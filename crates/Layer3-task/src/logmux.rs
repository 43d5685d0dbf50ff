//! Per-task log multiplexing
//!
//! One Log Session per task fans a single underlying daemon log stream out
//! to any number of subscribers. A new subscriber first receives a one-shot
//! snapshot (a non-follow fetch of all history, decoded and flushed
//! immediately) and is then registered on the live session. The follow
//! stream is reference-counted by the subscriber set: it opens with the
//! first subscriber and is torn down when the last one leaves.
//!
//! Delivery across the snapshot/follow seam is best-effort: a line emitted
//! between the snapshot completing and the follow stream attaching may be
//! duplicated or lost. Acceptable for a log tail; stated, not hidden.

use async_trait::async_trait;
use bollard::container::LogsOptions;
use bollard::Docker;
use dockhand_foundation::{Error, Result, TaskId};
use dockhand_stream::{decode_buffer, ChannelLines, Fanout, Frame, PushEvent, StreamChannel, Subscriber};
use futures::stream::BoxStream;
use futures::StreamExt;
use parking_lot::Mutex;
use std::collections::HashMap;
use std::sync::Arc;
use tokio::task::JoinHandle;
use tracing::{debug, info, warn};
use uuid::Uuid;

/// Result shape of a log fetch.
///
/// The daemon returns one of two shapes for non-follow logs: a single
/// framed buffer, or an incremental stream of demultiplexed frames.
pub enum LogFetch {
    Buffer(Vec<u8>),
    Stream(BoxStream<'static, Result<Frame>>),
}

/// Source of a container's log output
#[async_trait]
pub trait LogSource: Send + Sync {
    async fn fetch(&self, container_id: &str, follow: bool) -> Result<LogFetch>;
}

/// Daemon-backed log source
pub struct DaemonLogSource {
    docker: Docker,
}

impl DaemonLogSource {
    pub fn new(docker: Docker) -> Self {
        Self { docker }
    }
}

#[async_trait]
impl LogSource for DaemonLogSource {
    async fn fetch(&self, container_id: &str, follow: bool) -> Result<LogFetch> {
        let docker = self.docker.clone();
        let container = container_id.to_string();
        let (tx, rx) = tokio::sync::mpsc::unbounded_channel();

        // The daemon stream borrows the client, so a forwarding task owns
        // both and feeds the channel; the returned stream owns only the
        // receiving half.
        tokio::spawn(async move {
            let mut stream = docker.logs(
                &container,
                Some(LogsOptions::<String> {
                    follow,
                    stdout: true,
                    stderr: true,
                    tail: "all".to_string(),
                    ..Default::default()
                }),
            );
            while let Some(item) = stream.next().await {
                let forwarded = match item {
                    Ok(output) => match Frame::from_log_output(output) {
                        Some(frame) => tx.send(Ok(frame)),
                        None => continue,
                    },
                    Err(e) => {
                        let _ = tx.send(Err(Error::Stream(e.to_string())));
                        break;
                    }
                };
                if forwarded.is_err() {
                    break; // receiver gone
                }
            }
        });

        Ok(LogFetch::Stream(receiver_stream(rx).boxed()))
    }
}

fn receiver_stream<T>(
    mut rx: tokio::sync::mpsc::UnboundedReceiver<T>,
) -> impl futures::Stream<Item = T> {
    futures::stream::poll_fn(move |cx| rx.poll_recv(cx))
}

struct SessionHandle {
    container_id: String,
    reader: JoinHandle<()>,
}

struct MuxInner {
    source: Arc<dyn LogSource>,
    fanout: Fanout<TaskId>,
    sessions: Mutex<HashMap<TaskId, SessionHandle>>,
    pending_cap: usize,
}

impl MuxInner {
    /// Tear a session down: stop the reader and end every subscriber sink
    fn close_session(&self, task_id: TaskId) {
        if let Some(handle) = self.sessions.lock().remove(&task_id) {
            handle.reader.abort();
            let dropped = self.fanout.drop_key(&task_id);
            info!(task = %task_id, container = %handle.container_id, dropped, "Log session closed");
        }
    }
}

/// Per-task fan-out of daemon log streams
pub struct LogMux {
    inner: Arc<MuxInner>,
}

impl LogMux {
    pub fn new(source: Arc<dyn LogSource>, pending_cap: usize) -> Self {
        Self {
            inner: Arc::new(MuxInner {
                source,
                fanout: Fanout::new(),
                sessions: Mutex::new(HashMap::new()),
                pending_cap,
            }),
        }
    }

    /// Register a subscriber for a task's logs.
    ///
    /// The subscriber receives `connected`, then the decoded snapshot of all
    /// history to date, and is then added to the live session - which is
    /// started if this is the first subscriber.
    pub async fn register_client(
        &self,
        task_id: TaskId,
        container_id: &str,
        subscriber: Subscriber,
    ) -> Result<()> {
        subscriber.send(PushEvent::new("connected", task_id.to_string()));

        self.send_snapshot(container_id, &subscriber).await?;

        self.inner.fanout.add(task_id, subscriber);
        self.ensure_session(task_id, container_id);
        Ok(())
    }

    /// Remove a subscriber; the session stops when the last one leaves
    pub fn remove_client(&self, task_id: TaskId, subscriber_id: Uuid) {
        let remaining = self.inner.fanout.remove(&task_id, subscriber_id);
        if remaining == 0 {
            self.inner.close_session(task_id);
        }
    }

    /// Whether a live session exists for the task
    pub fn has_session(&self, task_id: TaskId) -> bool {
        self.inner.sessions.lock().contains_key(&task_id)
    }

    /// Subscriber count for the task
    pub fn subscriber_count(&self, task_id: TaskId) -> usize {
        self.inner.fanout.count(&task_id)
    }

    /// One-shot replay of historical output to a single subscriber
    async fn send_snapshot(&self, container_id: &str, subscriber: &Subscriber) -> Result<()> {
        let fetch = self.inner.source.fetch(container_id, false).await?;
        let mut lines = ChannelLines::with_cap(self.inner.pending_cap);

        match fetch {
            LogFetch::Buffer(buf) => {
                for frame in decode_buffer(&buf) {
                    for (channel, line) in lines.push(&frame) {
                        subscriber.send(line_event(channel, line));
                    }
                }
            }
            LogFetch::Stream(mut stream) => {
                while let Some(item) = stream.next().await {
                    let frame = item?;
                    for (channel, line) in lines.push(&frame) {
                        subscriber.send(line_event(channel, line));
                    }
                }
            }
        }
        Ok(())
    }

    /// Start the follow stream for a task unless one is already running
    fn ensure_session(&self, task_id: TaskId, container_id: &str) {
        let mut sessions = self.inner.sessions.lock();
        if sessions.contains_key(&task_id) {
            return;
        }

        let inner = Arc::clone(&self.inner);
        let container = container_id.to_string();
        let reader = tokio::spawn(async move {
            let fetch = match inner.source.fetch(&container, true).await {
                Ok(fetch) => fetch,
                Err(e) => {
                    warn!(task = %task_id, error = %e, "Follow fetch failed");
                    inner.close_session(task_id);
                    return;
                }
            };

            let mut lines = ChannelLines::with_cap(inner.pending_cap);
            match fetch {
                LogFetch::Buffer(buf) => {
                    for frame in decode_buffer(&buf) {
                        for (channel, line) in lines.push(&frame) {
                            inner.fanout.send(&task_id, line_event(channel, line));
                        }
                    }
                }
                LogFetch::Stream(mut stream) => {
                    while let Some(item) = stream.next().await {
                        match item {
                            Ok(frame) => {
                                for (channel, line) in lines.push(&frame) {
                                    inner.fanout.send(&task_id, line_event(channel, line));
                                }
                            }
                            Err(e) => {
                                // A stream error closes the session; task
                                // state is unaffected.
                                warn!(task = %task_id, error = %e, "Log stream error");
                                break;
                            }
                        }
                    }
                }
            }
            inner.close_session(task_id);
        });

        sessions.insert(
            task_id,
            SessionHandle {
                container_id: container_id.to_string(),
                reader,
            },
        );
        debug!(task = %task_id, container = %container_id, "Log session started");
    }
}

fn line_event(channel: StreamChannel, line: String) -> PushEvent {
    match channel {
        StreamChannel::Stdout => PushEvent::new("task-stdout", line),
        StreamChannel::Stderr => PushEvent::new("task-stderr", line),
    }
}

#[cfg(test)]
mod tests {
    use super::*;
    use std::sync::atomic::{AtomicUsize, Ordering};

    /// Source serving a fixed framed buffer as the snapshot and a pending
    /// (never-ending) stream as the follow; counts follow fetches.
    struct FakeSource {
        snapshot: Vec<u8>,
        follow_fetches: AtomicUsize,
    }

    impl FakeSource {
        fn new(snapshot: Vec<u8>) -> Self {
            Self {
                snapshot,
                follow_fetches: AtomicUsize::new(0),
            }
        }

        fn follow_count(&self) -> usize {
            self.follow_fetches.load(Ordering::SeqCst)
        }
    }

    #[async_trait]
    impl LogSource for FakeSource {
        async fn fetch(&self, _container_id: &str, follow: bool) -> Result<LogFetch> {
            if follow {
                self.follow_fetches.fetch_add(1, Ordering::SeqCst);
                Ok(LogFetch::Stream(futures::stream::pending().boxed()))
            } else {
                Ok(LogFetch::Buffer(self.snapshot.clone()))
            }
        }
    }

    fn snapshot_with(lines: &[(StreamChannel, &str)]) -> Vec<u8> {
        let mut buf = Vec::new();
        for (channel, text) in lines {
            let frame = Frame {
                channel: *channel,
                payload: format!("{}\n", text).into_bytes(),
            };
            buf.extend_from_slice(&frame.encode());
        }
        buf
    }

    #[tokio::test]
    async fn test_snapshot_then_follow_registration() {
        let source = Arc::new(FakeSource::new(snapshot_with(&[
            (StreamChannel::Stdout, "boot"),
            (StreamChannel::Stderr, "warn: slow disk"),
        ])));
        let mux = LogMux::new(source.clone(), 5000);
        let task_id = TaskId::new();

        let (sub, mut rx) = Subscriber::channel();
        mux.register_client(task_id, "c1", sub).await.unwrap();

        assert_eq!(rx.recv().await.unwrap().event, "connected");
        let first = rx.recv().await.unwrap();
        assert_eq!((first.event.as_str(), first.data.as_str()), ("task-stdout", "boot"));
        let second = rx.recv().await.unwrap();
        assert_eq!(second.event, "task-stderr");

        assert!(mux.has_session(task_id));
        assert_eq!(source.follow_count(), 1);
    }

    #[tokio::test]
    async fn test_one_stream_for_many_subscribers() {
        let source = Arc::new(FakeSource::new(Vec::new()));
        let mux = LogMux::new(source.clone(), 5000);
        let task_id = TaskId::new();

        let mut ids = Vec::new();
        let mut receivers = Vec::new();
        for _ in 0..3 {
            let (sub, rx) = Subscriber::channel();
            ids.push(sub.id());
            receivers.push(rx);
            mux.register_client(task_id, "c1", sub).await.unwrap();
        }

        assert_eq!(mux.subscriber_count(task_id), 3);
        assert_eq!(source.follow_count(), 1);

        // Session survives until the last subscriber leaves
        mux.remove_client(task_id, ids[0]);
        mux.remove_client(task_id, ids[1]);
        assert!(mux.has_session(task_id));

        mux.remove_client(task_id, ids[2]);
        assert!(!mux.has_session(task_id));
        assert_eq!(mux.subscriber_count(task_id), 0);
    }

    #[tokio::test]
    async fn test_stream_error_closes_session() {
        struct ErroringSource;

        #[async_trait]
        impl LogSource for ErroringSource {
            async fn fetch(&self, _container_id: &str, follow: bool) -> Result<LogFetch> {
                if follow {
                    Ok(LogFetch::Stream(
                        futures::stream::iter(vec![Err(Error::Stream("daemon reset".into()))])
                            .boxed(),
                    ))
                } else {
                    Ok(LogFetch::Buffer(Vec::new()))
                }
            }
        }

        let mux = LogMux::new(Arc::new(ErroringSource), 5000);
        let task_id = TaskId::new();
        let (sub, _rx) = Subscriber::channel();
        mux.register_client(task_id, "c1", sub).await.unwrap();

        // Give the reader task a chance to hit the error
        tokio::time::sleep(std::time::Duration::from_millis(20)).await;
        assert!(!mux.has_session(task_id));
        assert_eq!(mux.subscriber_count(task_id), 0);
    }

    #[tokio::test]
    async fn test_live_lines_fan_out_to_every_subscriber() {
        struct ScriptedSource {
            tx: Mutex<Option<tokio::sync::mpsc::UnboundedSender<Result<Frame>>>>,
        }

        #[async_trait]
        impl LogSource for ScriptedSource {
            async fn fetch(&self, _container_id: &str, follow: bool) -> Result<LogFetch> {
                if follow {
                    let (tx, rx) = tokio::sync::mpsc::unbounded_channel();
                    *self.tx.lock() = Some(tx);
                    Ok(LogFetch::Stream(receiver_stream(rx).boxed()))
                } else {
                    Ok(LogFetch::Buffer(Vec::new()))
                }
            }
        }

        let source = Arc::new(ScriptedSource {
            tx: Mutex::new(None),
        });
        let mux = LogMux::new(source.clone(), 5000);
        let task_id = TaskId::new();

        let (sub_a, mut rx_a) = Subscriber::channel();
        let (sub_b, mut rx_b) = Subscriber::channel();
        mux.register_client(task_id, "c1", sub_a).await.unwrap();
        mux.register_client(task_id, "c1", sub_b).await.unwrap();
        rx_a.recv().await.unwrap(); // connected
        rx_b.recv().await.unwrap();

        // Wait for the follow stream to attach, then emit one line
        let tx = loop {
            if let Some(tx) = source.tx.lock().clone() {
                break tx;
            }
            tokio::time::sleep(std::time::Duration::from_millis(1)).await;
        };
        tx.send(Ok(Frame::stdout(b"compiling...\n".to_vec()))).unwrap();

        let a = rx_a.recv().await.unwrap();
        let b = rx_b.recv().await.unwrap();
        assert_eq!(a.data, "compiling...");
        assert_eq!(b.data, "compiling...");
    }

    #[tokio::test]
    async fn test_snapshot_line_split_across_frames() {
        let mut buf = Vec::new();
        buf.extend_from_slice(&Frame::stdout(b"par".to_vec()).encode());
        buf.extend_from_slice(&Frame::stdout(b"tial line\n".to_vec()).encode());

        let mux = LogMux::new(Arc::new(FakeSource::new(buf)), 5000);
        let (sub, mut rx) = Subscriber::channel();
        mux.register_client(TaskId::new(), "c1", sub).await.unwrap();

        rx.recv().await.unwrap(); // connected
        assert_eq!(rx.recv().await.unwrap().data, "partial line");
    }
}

§ §

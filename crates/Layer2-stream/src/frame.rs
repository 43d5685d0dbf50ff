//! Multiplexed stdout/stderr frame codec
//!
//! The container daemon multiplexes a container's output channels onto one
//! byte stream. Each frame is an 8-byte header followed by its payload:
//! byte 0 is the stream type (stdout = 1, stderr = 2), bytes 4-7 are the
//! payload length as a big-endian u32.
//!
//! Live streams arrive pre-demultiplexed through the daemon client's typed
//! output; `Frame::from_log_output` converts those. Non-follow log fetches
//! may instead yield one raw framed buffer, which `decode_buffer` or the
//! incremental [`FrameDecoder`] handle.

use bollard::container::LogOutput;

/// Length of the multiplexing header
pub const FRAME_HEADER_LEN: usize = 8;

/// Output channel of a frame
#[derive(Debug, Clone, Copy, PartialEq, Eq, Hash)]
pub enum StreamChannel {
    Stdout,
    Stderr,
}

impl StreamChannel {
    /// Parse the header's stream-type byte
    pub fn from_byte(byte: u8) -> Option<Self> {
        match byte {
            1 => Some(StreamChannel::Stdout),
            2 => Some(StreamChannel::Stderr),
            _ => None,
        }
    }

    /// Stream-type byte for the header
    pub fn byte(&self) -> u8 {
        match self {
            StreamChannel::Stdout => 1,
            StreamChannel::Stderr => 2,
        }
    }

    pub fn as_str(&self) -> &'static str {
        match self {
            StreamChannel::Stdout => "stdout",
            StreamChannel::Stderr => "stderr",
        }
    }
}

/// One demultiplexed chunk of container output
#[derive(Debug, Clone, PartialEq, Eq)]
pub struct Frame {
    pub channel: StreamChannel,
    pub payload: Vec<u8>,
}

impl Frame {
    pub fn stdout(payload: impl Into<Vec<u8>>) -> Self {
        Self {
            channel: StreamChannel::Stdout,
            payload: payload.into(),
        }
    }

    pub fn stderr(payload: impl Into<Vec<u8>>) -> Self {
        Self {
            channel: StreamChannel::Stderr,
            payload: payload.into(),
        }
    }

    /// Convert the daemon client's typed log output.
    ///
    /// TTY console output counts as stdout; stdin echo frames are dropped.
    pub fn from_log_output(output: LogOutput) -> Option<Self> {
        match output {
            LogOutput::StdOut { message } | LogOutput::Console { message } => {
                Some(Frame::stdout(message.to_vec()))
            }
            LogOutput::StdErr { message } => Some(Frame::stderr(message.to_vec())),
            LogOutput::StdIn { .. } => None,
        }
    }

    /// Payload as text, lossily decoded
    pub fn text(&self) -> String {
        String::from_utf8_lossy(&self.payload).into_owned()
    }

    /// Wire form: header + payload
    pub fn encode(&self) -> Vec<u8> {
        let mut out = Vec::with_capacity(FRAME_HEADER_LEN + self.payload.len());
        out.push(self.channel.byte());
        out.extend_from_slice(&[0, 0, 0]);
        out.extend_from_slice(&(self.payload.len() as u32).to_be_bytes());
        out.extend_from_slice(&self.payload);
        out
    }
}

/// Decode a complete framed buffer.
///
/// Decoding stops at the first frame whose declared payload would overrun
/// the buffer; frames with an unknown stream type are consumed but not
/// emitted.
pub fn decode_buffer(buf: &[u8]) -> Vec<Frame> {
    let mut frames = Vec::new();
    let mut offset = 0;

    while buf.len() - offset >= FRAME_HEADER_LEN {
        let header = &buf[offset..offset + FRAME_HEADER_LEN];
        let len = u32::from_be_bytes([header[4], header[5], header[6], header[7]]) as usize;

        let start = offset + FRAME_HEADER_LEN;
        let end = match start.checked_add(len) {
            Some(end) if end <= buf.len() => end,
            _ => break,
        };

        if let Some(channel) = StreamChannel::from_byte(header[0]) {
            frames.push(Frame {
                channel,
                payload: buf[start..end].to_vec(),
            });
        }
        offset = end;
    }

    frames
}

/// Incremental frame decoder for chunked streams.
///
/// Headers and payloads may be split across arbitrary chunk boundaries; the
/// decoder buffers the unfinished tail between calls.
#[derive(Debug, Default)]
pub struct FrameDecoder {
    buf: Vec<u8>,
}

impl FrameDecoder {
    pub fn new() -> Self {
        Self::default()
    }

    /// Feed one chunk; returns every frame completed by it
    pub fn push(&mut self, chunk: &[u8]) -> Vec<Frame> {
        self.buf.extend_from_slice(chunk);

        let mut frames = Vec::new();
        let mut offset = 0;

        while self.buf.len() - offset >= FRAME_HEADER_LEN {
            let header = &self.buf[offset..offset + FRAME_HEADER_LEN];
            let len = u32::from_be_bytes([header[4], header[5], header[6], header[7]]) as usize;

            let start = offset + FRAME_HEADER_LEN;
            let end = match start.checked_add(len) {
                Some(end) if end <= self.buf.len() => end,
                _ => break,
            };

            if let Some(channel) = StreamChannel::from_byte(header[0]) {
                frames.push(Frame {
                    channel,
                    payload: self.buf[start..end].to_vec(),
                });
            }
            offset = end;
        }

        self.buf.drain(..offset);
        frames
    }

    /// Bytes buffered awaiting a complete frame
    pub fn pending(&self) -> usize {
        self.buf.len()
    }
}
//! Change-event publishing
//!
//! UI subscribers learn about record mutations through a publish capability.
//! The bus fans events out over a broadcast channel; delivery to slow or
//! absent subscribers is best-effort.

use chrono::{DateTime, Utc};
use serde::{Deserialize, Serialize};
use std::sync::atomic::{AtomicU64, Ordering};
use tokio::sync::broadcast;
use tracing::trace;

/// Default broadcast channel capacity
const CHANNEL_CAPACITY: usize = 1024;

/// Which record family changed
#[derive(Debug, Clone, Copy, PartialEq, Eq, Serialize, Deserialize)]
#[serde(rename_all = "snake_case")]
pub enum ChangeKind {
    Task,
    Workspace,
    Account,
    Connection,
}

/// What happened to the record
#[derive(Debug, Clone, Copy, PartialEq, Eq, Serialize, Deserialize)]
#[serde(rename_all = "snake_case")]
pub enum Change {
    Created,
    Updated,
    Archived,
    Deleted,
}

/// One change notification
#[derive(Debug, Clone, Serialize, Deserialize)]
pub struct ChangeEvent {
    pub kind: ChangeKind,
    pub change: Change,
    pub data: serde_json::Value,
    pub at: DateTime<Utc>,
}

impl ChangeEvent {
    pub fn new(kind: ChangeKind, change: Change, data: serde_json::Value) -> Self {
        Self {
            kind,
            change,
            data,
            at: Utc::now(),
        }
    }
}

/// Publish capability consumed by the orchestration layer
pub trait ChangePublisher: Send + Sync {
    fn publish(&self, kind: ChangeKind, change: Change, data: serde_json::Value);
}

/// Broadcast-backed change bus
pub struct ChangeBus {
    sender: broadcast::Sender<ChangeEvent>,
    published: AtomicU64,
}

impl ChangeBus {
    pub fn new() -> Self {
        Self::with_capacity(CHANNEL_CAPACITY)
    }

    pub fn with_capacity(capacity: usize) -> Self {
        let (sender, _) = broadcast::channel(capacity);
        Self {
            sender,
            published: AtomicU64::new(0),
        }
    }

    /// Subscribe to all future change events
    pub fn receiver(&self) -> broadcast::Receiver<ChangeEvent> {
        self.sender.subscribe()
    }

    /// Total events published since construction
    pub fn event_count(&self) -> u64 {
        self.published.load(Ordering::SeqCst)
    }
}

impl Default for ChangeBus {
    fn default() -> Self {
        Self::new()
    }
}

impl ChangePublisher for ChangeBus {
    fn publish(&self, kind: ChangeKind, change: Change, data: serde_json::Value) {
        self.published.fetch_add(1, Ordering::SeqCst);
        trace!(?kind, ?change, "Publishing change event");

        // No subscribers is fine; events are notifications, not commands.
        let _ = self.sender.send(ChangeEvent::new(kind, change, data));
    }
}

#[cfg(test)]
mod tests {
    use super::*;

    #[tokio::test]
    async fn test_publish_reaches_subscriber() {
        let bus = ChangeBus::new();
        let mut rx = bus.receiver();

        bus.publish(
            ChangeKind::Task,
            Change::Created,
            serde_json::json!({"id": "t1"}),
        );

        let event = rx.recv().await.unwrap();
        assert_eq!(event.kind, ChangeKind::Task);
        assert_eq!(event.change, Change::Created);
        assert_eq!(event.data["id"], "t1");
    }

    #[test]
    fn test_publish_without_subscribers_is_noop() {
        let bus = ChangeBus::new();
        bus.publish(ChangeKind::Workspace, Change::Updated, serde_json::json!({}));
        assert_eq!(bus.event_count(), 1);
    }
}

§ §

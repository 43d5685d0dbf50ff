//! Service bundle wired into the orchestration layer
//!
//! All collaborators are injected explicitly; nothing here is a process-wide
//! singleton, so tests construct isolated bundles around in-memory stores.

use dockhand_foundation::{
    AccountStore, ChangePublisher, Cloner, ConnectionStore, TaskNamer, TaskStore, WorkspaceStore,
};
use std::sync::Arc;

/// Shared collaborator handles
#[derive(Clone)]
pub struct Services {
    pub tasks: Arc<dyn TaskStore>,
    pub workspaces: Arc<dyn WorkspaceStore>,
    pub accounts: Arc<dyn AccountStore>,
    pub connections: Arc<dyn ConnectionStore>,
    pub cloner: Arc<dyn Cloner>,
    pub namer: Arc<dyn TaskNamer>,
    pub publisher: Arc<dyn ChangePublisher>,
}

§ §

WHAT THE EXERCISE ASKS: The lines above that hold "filename" are the result; show every one of them.

TASK OUTPUT:
filename crates/Layer3-task/src/logmux.rs
filename crates/Layer2-stream/src/frame.rs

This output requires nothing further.